SMR SYSTEM
Report
- Report Number
- 3008021110-2023-00052
- Event Type
- Injury
- Date Received
- May 17, 2023
- Date of Event
- July 4, 2018
- Report Date
- March 25, 2025
- Manufacturer
- LIMACORPORATE S.P.A
- Product Code
- PHX
- UDI-DI
- 08033390272216
- PMA / PMN Number
- K110598
- Adverse Event
- Yes
- Report Source
- Manufacturer report
- Reporter Location
- IT
- Reporter Occupation
- OTHER
- Health Professional
- N
Narratives
BY THE CHECK OF THE DEVICE HISTORY RECORDS, NO PRE-EXISTING ANOMALIES WAS DETECTED ON THE PIECES MANUFACTURED WITH THE INVOLVED LOT NUMBERS (15AT1H5, 1713817).
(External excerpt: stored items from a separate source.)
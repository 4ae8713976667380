use std::{fs, io::Seek};

use embedded_io::{ErrorType, SeekFrom};
use log::info;
use planedelta_core::fs::Mode;

pub struct StdFilesystem {
    base_path: std::path::PathBuf,
}

impl StdFilesystem {
    pub fn new_with_base_path(base_path: std::path::PathBuf) -> Self {
        info!("Using StdFilesystem with base path: {:?}", base_path);
        StdFilesystem { base_path }
    }
}

impl ErrorType for StdFilesystem {
    type Error = embedded_io::ErrorKind;
}

type Result<T> = core::result::Result<T, embedded_io::ErrorKind>;

fn kind_of(error: &std::io::Error) -> embedded_io::ErrorKind {
    match error.kind() {
        std::io::ErrorKind::NotFound => embedded_io::ErrorKind::NotFound,
        std::io::ErrorKind::PermissionDenied => embedded_io::ErrorKind::PermissionDenied,
        std::io::ErrorKind::AlreadyExists => embedded_io::ErrorKind::AlreadyExists,
        std::io::ErrorKind::InvalidInput => embedded_io::ErrorKind::InvalidInput,
        _ => embedded_io::ErrorKind::Other,
    }
}

impl planedelta_core::fs::Filesystem for StdFilesystem {
    type File = StdFile;

    fn open_file(&self, path: &str, mode: Mode) -> Result<StdFile> {
        let path = self.base_path.join(path);
        let options = match mode {
            Mode::Read => fs::OpenOptions::new().read(true).clone(),
            Mode::Write => fs::OpenOptions::new()
                .write(true)
                .create(true)
                .truncate(true)
                .clone(),
        };
        let file = options.open(&path).map_err(|e| kind_of(&e))?;
        StdFile::new(file).map_err(|e| kind_of(&e))
    }

    fn create_dir_all(&self, path: &str) -> Result<()> {
        let path = self.base_path.join(path);
        std::fs::create_dir_all(path).map_err(|e| kind_of(&e))
    }
}

pub struct StdFile {
    file: std::io::BufReader<std::fs::File>,
    size: usize,
}

impl StdFile {
    pub fn new(mut file: std::fs::File) -> std::io::Result<Self> {
        let size = file.seek(std::io::SeekFrom::End(0))? as usize;
        file.seek(std::io::SeekFrom::Start(0))?;
        Ok(StdFile {
            file: std::io::BufReader::new(file),
            size,
        })
    }
}

impl planedelta_core::fs::File for StdFile {
    fn size(&self) -> usize {
        self.size
    }
}

impl ErrorType for StdFile {
    type Error = std::io::Error;
}

impl embedded_io::Seek for StdFile {
    fn seek(&mut self, pos: SeekFrom) -> std::io::Result<u64> {
        self.file.seek(pos.into())
    }
}

impl embedded_io::Read for StdFile {
    fn read(&mut self, buf: &mut [u8]) -> std::io::Result<usize> {
        use std::io::Read;
        self.file.read(buf)
    }
}

impl embedded_io::Write for StdFile {
    fn write(&mut self, buf: &[u8]) -> std::io::Result<usize> {
        use std::io::Write;
        let written = self.file.get_mut().write(buf)?;
        self.size = self.size.max(self.file.get_mut().stream_position()? as usize);
        Ok(written)
    }

    fn flush(&mut self) -> std::io::Result<()> {
        use std::io::Write;
        self.file.get_mut().flush()
    }
}

#[cfg(test)]
mod tests {
    use planedelta_core::{container, encoder, error::AnimError, quantize::GrayscaleFrame};

    use super::*;

    fn scratch(name: &str) -> std::path::PathBuf {
        let dir = std::env::temp_dir().join(format!("planedelta-{name}-{}", std::process::id()));
        let _ = std::fs::remove_dir_all(&dir);
        std::fs::create_dir_all(&dir).unwrap();
        dir
    }

    #[test]
    fn test_store_and_load_on_disk() {
        let base = scratch("roundtrip");
        let fs = StdFilesystem::new_with_base_path(base.clone());
        let frames = [GrayscaleFrame::filled(0), GrayscaleFrame::filled(200)];
        let sequence = encoder::encode_sequence(frames.iter().map(|f| (f, 80))).unwrap();

        container::store(&fs, "out", &sequence).unwrap();
        assert!(base.join("out/frame001.d4").exists());
        assert_eq!(std::fs::read_to_string(base.join("out/frames.txt")).unwrap(), "80\n80\n");

        let loaded = container::load(&fs, "out").unwrap();
        assert!(loaded == sequence);
        std::fs::remove_dir_all(base).unwrap();
    }

    #[test]
    fn test_missing_directory() {
        let base = scratch("missing");
        let fs = StdFilesystem::new_with_base_path(base.clone());
        match container::load(&fs, "nothing-here") {
            Err(AnimError::Io { kind, .. }) => assert_eq!(kind, embedded_io::ErrorKind::NotFound),
            other => panic!("unexpected {other:?}"),
        }
        std::fs::remove_dir_all(base).unwrap();
    }
}
#![no_std]

//! Animated 2-bit bitplane frames for a 192x63 LCD: encoding into keyframe + delta streams and
//! paced, interlaced playback onto the panel's register interface.

pub mod container;
pub mod delta;
pub mod device;
pub mod encoder;
pub mod error;
pub mod fs;
pub mod geometry;
pub mod plane;
pub mod player;
pub mod projector;
pub mod quantize;
pub mod sequence;


extern crate alloc;
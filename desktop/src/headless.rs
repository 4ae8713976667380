use std::{ops::ControlFlow, time::Duration};

use log::debug;
use planedelta_core::{
    device::{Device, Plane},
    player::Pacer,
};

/// Device that only counts traffic, for running the player without a window.
#[derive(Default)]
pub struct CountingDevice {
    pub selects: usize,
    pub writes: usize,
}

impl Device for CountingDevice {
    fn select_plane(&mut self, _plane: Plane) {
        self.selects += 1;
    }

    fn write(&mut self, _address: u16, _value: u8) {
        self.writes += 1;
    }
}

/// Sleeps the thread for each delay.
pub struct SleepPacer;

impl Pacer for SleepPacer {
    fn wait(&mut self, delay: Duration) -> ControlFlow<()> {
        std::thread::sleep(delay);
        ControlFlow::Continue(())
    }
}

/// Stops an inner pacer after a fixed number of frames.
pub struct Limited<P> {
    inner: P,
    remaining: Option<usize>,
}

impl<P: Pacer> Limited<P> {
    pub fn new(inner: P, frames: Option<usize>) -> Self {
        Self {
            inner,
            remaining: frames,
        }
    }
}

impl<P: Pacer> Pacer for Limited<P> {
    fn wait(&mut self, delay: Duration) -> ControlFlow<()> {
        if self.inner.wait(delay).is_break() {
            return ControlFlow::Break(());
        }
        match &mut self.remaining {
            Some(remaining) => {
                *remaining = remaining.saturating_sub(1);
                debug!("{remaining} frames left");
                if *remaining == 0 {
                    ControlFlow::Break(())
                } else {
                    ControlFlow::Continue(())
                }
            }
            None => ControlFlow::Continue(()),
        }
    }
}

#[cfg(test)]
mod tests {
    use super::*;

    struct Instant;

    impl Pacer for Instant {
        fn wait(&mut self, _delay: Duration) -> ControlFlow<()> {
            ControlFlow::Continue(())
        }
    }

    #[test]
    fn test_limited() {
        let mut pacer = Limited::new(Instant, Some(2));
        assert!(pacer.wait(Duration::ZERO).is_continue());
        assert!(pacer.wait(Duration::ZERO).is_break());

        let mut unlimited = Limited::new(Instant, None);
        for _ in 0..100 {
            assert!(unlimited.wait(Duration::ZERO).is_continue());
        }
    }
}
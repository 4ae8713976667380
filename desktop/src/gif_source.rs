//! Animated GIF to panel-sized, inverted grayscale frames.

use std::io::Cursor;

use image::{
    AnimationDecoder, DynamicImage, GrayImage, ImageError, Luma, codecs::gif::GifDecoder, imageops,
};
use log::{debug, warn};
use planedelta_core::{
    geometry::{HEIGHT, WIDTH},
    quantize::{FrameError, GrayscaleFrame},
};

#[derive(Debug)]
pub enum SourceError {
    Image(ImageError),
    Frame(FrameError),
    NoFrames,
}

impl std::fmt::Display for SourceError {
    fn fmt(&self, f: &mut std::fmt::Formatter<'_>) -> std::fmt::Result {
        match self {
            SourceError::Image(error) => write!(f, "cannot decode image: {error}"),
            SourceError::Frame(error) => write!(f, "{error}"),
            SourceError::NoFrames => write!(f, "image has no frames"),
        }
    }
}

impl std::error::Error for SourceError {}

impl From<ImageError> for SourceError {
    fn from(error: ImageError) -> Self {
        SourceError::Image(error)
    }
}

impl From<FrameError> for SourceError {
    fn from(error: FrameError) -> Self {
        SourceError::Frame(error)
    }
}

pub struct SourceFrame {
    pub frame: GrayscaleFrame,
    pub delay_ms: u32,
}

/// Decode every frame of a GIF. Frames without a delay get `default_delay_ms`.
pub fn decode_gif(data: &[u8], default_delay_ms: u32) -> Result<Vec<SourceFrame>, SourceError> {
    let decoder = GifDecoder::new(Cursor::new(data))?;
    let frames = decoder.into_frames().collect_frames()?;
    if frames.is_empty() {
        return Err(SourceError::NoFrames);
    }

    let mut out = Vec::with_capacity(frames.len());
    for (index, frame) in frames.into_iter().enumerate() {
        let (numer, denom) = frame.delay().numer_denom_ms();
        let mut delay_ms = if denom == 0 { 0 } else { numer / denom };
        if delay_ms == 0 {
            warn!("frame {index} has no delay, using {default_delay_ms} ms");
            delay_ms = default_delay_ms;
        }
        let image = DynamicImage::ImageRgba8(frame.into_buffer());
        debug!("frame {index}: {}x{}, {delay_ms} ms", image.width(), image.height());
        out.push(SourceFrame {
            frame: to_frame(&image)?,
            delay_ms,
        });
    }
    Ok(out)
}

/// Luma with transparency resolved against white.
fn flatten(image: &DynamicImage) -> GrayImage {
    let luma_alpha = image.to_luma_alpha8();
    GrayImage::from_fn(image.width(), image.height(), |x, y| {
        let [luma, alpha] = luma_alpha.get_pixel(x, y).0;
        let (luma, alpha) = (luma as u32, alpha as u32);
        Luma([((luma * alpha + 255 * (255 - alpha)) / 255) as u8])
    })
}

/// Size that fits `width x height` inside the panel keeping the aspect ratio. Never enlarges.
pub fn fit_size(width: u32, height: u32) -> (u32, u32) {
    let (max_w, max_h) = (WIDTH as u32, HEIGHT as u32);
    if width <= max_w && height <= max_h {
        return (width, height);
    }
    // Compare max_w / width against max_h / height without floats.
    if max_w as u64 * height as u64 <= max_h as u64 * width as u64 {
        let h = ((height as u64 * max_w as u64 + width as u64 / 2) / width as u64).max(1);
        (max_w, h as u32)
    } else {
        let w = ((width as u64 * max_h as u64 + height as u64 / 2) / height as u64).max(1);
        (w as u32, max_h)
    }
}

/// Shrink, centre on a white panel-sized canvas and invert so that white becomes 0.
pub fn to_frame(image: &DynamicImage) -> Result<GrayscaleFrame, FrameError> {
    let gray = flatten(image);
    let (w, h) = fit_size(gray.width(), gray.height());
    let scaled = if (w, h) == gray.dimensions() {
        gray
    } else {
        imageops::thumbnail(&gray, w, h)
    };

    let mut canvas = GrayImage::from_pixel(WIDTH as u32, HEIGHT as u32, Luma([255]));
    let x = (WIDTH as i64 - w as i64) / 2;
    let y = (HEIGHT as i64 - h as i64) / 2;
    imageops::overlay(&mut canvas, &scaled, x, y);
    imageops::invert(&mut canvas);

    GrayscaleFrame::new(canvas.into_raw())
}

#[cfg(test)]
mod tests {
    use image::{Rgba, RgbaImage};

    use super::*;

    #[test]
    fn test_fit_size() {
        assert_eq!(fit_size(100, 50), (100, 50));
        assert_eq!(fit_size(192, 63), (192, 63));
        assert_eq!(fit_size(384, 126), (192, 63));
        assert_eq!(fit_size(400, 100), (192, 48));
        assert_eq!(fit_size(100, 200), (32, 63));
        assert_eq!(fit_size(10000, 1), (192, 1));
    }

    #[test]
    fn test_white_becomes_zero() {
        let image = DynamicImage::ImageRgba8(RgbaImage::from_pixel(50, 20, Rgba([255; 4])));
        let frame = to_frame(&image).unwrap();
        assert!(frame.pixels().iter().all(|&p| p == 0));
    }

    #[test]
    fn test_black_is_centred() {
        let image = DynamicImage::ImageRgba8(RgbaImage::from_pixel(2, 1, Rgba([0, 0, 0, 255])));
        let frame = to_frame(&image).unwrap();
        let dark: Vec<usize> = frame
            .pixels()
            .iter()
            .enumerate()
            .filter(|&(_, &p)| p == 255)
            .map(|(i, _)| i)
            .collect();
        // x = (192 - 2) / 2 = 95, y = (63 - 1) / 2 = 31.
        assert_eq!(dark, [31 * WIDTH + 95, 31 * WIDTH + 96]);
    }

    #[test]
    fn test_transparent_is_white() {
        let image = DynamicImage::ImageRgba8(RgbaImage::from_pixel(4, 4, Rgba([0, 0, 0, 0])));
        let frame = to_frame(&image).unwrap();
        assert!(frame.pixels().iter().all(|&p| p == 0));
    }

    #[test]
    fn test_large_image_fills_panel() {
        let image = DynamicImage::ImageRgba8(RgbaImage::from_pixel(
            WIDTH as u32 * 2,
            HEIGHT as u32 * 2,
            Rgba([0, 0, 0, 255]),
        ));
        let frame = to_frame(&image).unwrap();
        assert!(frame.pixels().iter().all(|&p| p == 255));
    }

    #[test]
    fn test_garbage_is_rejected() {
        assert!(matches!(decode_gif(b"not a gif", 100), Err(SourceError::Image(_))));
    }
}
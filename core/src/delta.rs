//! Skip/count delta streams between two equal-length buffers.
//!
//! A stream is a sequence of records `skip, count, bytes[count]`. `skip` unchanged bytes are
//! stepped over, then `count` bytes are replaced. Both counts are single bytes, so longer runs
//! are split into several records; a record may carry `count == 0` when only the skip was needed.
//! Decoding stops once the stream runs out or the cursor reaches the end of the target, which is
//! why the encoder's final `skip, 0` pair is never read as a run.

use alloc::vec::Vec;
use core::fmt;

use crate::{device::Plane, plane::PlanePair};

/// Longest skip or change run a single record can express.
pub const MAX_RUN: usize = u8::MAX as usize;

#[derive(Debug, Clone, Copy, PartialEq, Eq)]
pub enum DeltaError {
    /// The two buffers passed to [`encode`] differ in length.
    LengthMismatch { previous: usize, current: usize },
    /// A record announces more literal bytes than the stream still holds.
    Truncated {
        position: usize,
        needed: usize,
        available: usize,
    },
    /// A record would write past the end of the target.
    Overrun { offset: usize, count: usize, len: usize },
}

impl fmt::Display for DeltaError {
    fn fmt(&self, f: &mut fmt::Formatter<'_>) -> fmt::Result {
        match self {
            DeltaError::LengthMismatch { previous, current } => {
                write!(f, "cannot diff buffers of {previous} and {current} bytes")
            }
            DeltaError::Truncated {
                position,
                needed,
                available,
            } => write!(
                f,
                "record at stream offset {position} needs {needed} bytes, {available} left"
            ),
            DeltaError::Overrun { offset, count, len } => write!(
                f,
                "run of {count} bytes at {offset} overruns a {len} byte target"
            ),
        }
    }
}

impl core::error::Error for DeltaError {}

/// Encode the changes that turn `previous` into `current`.
pub fn encode(previous: &[u8], current: &[u8]) -> Result<Vec<u8>, DeltaError> {
    if previous.len() != current.len() {
        return Err(DeltaError::LengthMismatch {
            previous: previous.len(),
            current: current.len(),
        });
    }
    Ok(encode_equal(previous, current))
}

fn encode_equal(previous: &[u8], current: &[u8]) -> Vec<u8> {
    let n = current.len();
    let mut out = Vec::new();
    let mut i = 0;

    while i < n {
        let mut skip = 0;
        while i < n && current[i] == previous[i] && skip < MAX_RUN {
            skip += 1;
            i += 1;
        }
        out.push(skip as u8);

        if i >= n {
            out.push(0);
            break;
        }

        let start = i;
        let mut count = 0;
        while i < n && current[i] != previous[i] && count < MAX_RUN {
            count += 1;
            i += 1;
        }
        out.push(count as u8);
        out.extend_from_slice(&current[start..start + count]);
    }
    out
}

/// Replacement bytes for `target[offset..offset + bytes.len()]`.
#[derive(Debug, Clone, Copy, PartialEq, Eq)]
pub struct Run<'a> {
    pub offset: usize,
    pub bytes: &'a [u8],
}

/// Iterator over the non-empty runs of a stream applied to a `len` byte target.
///
/// Yields an error (and then ends) on the first malformed record.
pub struct Runs<'a> {
    stream: &'a [u8],
    len: usize,
    position: usize,
    cursor: usize,
    done: bool,
}

pub fn runs(stream: &[u8], len: usize) -> Runs<'_> {
    Runs {
        stream,
        len,
        position: 0,
        cursor: 0,
        done: false,
    }
}

impl<'a> Runs<'a> {
    fn fail(&mut self, error: DeltaError) -> Option<Result<Run<'a>, DeltaError>> {
        self.done = true;
        Some(Err(error))
    }
}

impl<'a> Iterator for Runs<'a> {
    type Item = Result<Run<'a>, DeltaError>;

    fn next(&mut self) -> Option<Self::Item> {
        while !self.done {
            if self.position >= self.stream.len() || self.cursor >= self.len {
                break;
            }
            self.cursor += self.stream[self.position] as usize;
            self.position += 1;
            if self.position >= self.stream.len() || self.cursor >= self.len {
                break;
            }

            let count = self.stream[self.position] as usize;
            self.position += 1;
            let available = self.stream.len() - self.position;
            if count > available {
                return self.fail(DeltaError::Truncated {
                    position: self.position - 2,
                    needed: count,
                    available,
                });
            }
            if self.cursor + count > self.len {
                return self.fail(DeltaError::Overrun {
                    offset: self.cursor,
                    count,
                    len: self.len,
                });
            }
            if count == 0 {
                continue;
            }

            let run = Run {
                offset: self.cursor,
                bytes: &self.stream[self.position..self.position + count],
            };
            self.position += count;
            self.cursor += count;
            return Some(Ok(run));
        }
        self.done = true;
        None
    }
}

/// Check a stream against a `len` byte target without applying it.
///
/// Returns the number of bytes the stream replaces.
pub fn validate(stream: &[u8], len: usize) -> Result<usize, DeltaError> {
    let mut changed = 0;
    for run in runs(stream, len) {
        changed += run?.bytes.len();
    }
    Ok(changed)
}

/// Apply a stream to `target` in place. A malformed stream leaves `target` untouched.
pub fn decode(target: &mut [u8], stream: &[u8]) -> Result<(), DeltaError> {
    validate(stream, target.len())?;
    for run in runs(stream, target.len()).flatten() {
        target[run.offset..run.offset + run.bytes.len()].copy_from_slice(run.bytes);
    }
    Ok(())
}

/// Delta streams of both planes of one frame.
#[derive(Debug, Clone, Default, PartialEq, Eq)]
pub struct DeltaPair {
    pub bit0: Vec<u8>,
    pub bit4: Vec<u8>,
}

impl DeltaPair {
    /// Streams turning `previous` into `current`, plane by plane.
    pub fn between(previous: &PlanePair, current: &PlanePair) -> Self {
        Self {
            bit0: encode_equal(previous.plane(Plane::Bit0), current.plane(Plane::Bit0)),
            bit4: encode_equal(previous.plane(Plane::Bit4), current.plane(Plane::Bit4)),
        }
    }

    pub fn stream(&self, plane: Plane) -> &[u8] {
        match plane {
            Plane::Bit0 => &self.bit0,
            Plane::Bit4 => &self.bit4,
        }
    }

    pub fn stream_mut(&mut self, plane: Plane) -> &mut Vec<u8> {
        match plane {
            Plane::Bit0 => &mut self.bit0,
            Plane::Bit4 => &mut self.bit4,
        }
    }
}

#[cfg(test)]
mod tests {
    extern crate std;

    use alloc::{vec, vec::Vec};

    use super::*;
    use crate::geometry::PLANE_SIZE;

    /// xorshift32, enough to scatter changes deterministically.
    struct Noise(u32);

    impl Noise {
        fn next(&mut self) -> u32 {
            self.0 ^= self.0 << 13;
            self.0 ^= self.0 >> 17;
            self.0 ^= self.0 << 5;
            self.0
        }

        fn buffer(&mut self, len: usize) -> Vec<u8> {
            (0..len).map(|_| self.next() as u8).collect()
        }

        /// `base` with roughly one byte in `density` changed, in clusters.
        fn mutate(&mut self, base: &[u8], density: u32) -> Vec<u8> {
            let mut out = base.to_vec();
            let mut i = 0;
            while i < out.len() {
                if self.next() % density == 0 {
                    let burst = (self.next() % 600) as usize;
                    for byte in out.iter_mut().skip(i).take(burst) {
                        *byte = byte.wrapping_add(1 + (self.next() % 255) as u8);
                    }
                    i += burst;
                }
                i += 1;
            }
            out
        }
    }

    fn literal_bytes(stream: &[u8], len: usize) -> usize {
        validate(stream, len).unwrap()
    }

    #[test]
    fn test_toy_example() {
        let previous = [0u8, 0, 0, 0];
        let current = [0u8, 7, 7, 0];
        let stream = encode(&previous, &current).unwrap();
        assert_eq!(stream, [1, 2, 7, 7, 1, 0]);

        let mut target = previous;
        decode(&mut target, &stream).unwrap();
        assert_eq!(target, current);
    }

    #[test]
    fn test_identical_buffers_have_no_literals() {
        let mut noise = Noise(0x1234_5678);
        let a = noise.buffer(PLANE_SIZE);
        let stream = encode(&a, &a).unwrap();
        assert_eq!(literal_bytes(&stream, PLANE_SIZE), 0);

        // 2016 = 7 * 255 + 231: seven capped skips, each followed by an empty change run,
        // then the final skip and its terminator.
        let mut expected = Vec::new();
        for _ in 0..7 {
            expected.extend_from_slice(&[255, 0]);
        }
        expected.extend_from_slice(&[231, 0]);
        assert_eq!(stream, expected);
    }

    #[test]
    fn test_round_trip() {
        let mut noise = Noise(0xDEAD_BEEF);
        for density in [2, 7, 50, 400, 5000] {
            let a = noise.buffer(PLANE_SIZE);
            let b = noise.mutate(&a, density);
            let stream = encode(&a, &b).unwrap();
            let mut target = a.clone();
            decode(&mut target, &stream).unwrap();
            assert_eq!(target, b, "density {density}");
        }
    }

    #[test]
    fn test_long_change_run_is_split() {
        let a = vec![0u8; 600];
        let b = vec![1u8; 600];
        let stream = encode(&a, &b).unwrap();
        assert_eq!(&stream[..2], &[0, 255]);
        assert_eq!(&stream[257..259], &[0, 255]);
        assert_eq!(&stream[514..516], &[0, 90]);
        // The last change run ends the buffer, so no skip/terminator pair follows.
        assert_eq!(stream.len(), 606);
        assert_eq!(literal_bytes(&stream, 600), 600);

        let mut target = a.clone();
        decode(&mut target, &stream).unwrap();
        assert_eq!(target, b);
    }

    #[test]
    fn test_change_after_long_skip() {
        let a = vec![0u8; 300];
        let mut b = a.clone();
        b[299] = 9;
        let stream = encode(&a, &b).unwrap();
        assert_eq!(stream, [255, 0, 44, 1, 9]);

        let mut target = a.clone();
        decode(&mut target, &stream).unwrap();
        assert_eq!(target, b);
    }

    #[test]
    fn test_length_mismatch() {
        assert_eq!(
            encode(&[0; 3], &[0; 4]),
            Err(DeltaError::LengthMismatch {
                previous: 3,
                current: 4
            })
        );
    }

    #[test]
    fn test_empty_stream_is_no_change() {
        let mut target = [5u8; 8];
        decode(&mut target, &[]).unwrap();
        decode(&mut target, &[3]).unwrap();
        assert_eq!(target, [5; 8]);
    }

    #[test]
    fn test_truncated_stream_is_rejected() {
        let mut target = [0u8; 8];
        let result = decode(&mut target, &[1, 4, 9, 9]);
        assert_eq!(
            result,
            Err(DeltaError::Truncated {
                position: 0,
                needed: 4,
                available: 2
            })
        );
        assert_eq!(target, [0; 8]);

        // The bad record comes after a good one; nothing is applied.
        let result = decode(&mut target, &[0, 1, 7, 1, 3, 1]);
        assert!(matches!(result, Err(DeltaError::Truncated { position: 3, .. })));
        assert_eq!(target, [0; 8]);
    }

    #[test]
    fn test_overrun_is_rejected() {
        let mut target = [0u8; 4];
        let result = decode(&mut target, &[2, 3, 1, 1, 1]);
        assert_eq!(
            result,
            Err(DeltaError::Overrun {
                offset: 2,
                count: 3,
                len: 4
            })
        );
        assert_eq!(target, [0; 4]);
    }

    #[test]
    fn test_skip_past_end_stops() {
        let mut target = [0u8; 4];
        decode(&mut target, &[9, 2, 1, 1]).unwrap();
        assert_eq!(target, [0; 4]);
    }

    #[test]
    fn test_runs_skip_empty_records() {
        let stream = [255, 0, 1, 2, 4, 5, 0, 0];
        let collected: Vec<_> = runs(&stream, 300).map(|r| r.unwrap()).collect();
        assert_eq!(
            collected,
            [Run {
                offset: 256,
                bytes: &[4, 5]
            }]
        );
    }
}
ACCORDING TO THE PMS DATA AT LEAST (B)(4) PIECES SMR GLENOSPHERE Ø36MM SMALL-R MANUFACTURED WITH LOT 1713817 HAVE BEEN IMPLANTED AND THIS IS THE ONLY COMPLAINT RECEIVED ON THIS LOT NUMBER. ACCORDING TO THE PMS DATA AT LEAST (B)(4) PIECES SMR REV. LINER RETENTIVE +6 MM MANUFACTURED WITH LOT 15AT1H5 HAVE BEEN IMPLANTED AND THIS IS THE ONLY COMPLAINT RECEIVED ON THIS LOT NUMBER. THE EXPLANTED DEVICES WERE NOT RETURNED TO LIMACORPORATE FOR FURTHER INVESTIGATION. LIMACORPORATE RECEIVED ONLY PRE-OPERATIVE X-RAYS OF REVISION SURGERY. THE AVAILABLE INFORMATION AND X-RAYS HAVE BEEN EVALUATED BY A MEDICAL CONSULTANT. FOLLOWING, THE MEDICAL CONSULTANT COMMENTS: "THERE MUST HAVE BEEN SOME SORT OF INFECTION, THAT LED TO THE REVISION WHICH WAS TREATED BY REMOVAL AND CEMENT SPACER IMPLANTATION. THE FOLLOWING SURGERIES SHOW A REDUCED BONE STOCK AT THE PROXIMAL HUMERUS WITH REDUCED PARTS OF THE METAPHYSIS. THIS MAY HAVE LED TO REDUCED COMPRESSION STRENGTH TO THE REVISION IMPLANT THAT THEN LED TO DISLOCATION. ANYWAY, THERE ARE NO SIGNS OF IMPLANT-RELATED PROBLEMS THAT LED TO THE REVISIONS.". BASED ON THE AVAILABLE INFORMATION, WE CANNOT DETERMINE WITH CERTAINTY THE ROOT CAUSE OF THE EVENT. CONSIDERING THAT: · THE CHECK OF THE DEVICE HISTORY RECORDS REVEALED NO PRE-EXISTING ANOMALIES IN THE INVOLVED LOT NUMBERS · THE EXPLANTED DEVICES WERE NOT RETURNED TO LIMACORPORATE FOR FURTHER INVESTIGATION · ACCORDING TO THE MEDICAL CONSULTANT, THE REDUCED BONE STOCK IN THE PROXIMAL HUMERUS MAY HAVE WEAKENED THE IMPLANT'S COMPRESSION STRENGTH, LEADING TO DISLOCATION, WITH NO SIGNS OF IMPLANT-RELATED ISSUES. WE MAY CONCLUDE THAT THE EVENT IS NOT PRODUCT RELATED. PMS DATA: ACCORDING TO LIMACORPORATE PMS DATA THE REVISION RATE OF SMR REVERSE DUE TO DISLOCATION/LUXATION IS NEARLY (B)(4). BASED ON THE ROOT CAUSE ANALYSIS PERFORMED AND ACCORDING TO THE RELEVANT PMS DATA, NO CORRECTIVE ACTIONS REQUIRED FOR THIS SPECIFIC CASE. LIMACORPORATE WILL CONTINUE MONITORING THE MARKET TO PROMPTLY DETECT ANY FURTHER SIMILAR ISSUE. THIS IS THE FINAL MDR REPORT.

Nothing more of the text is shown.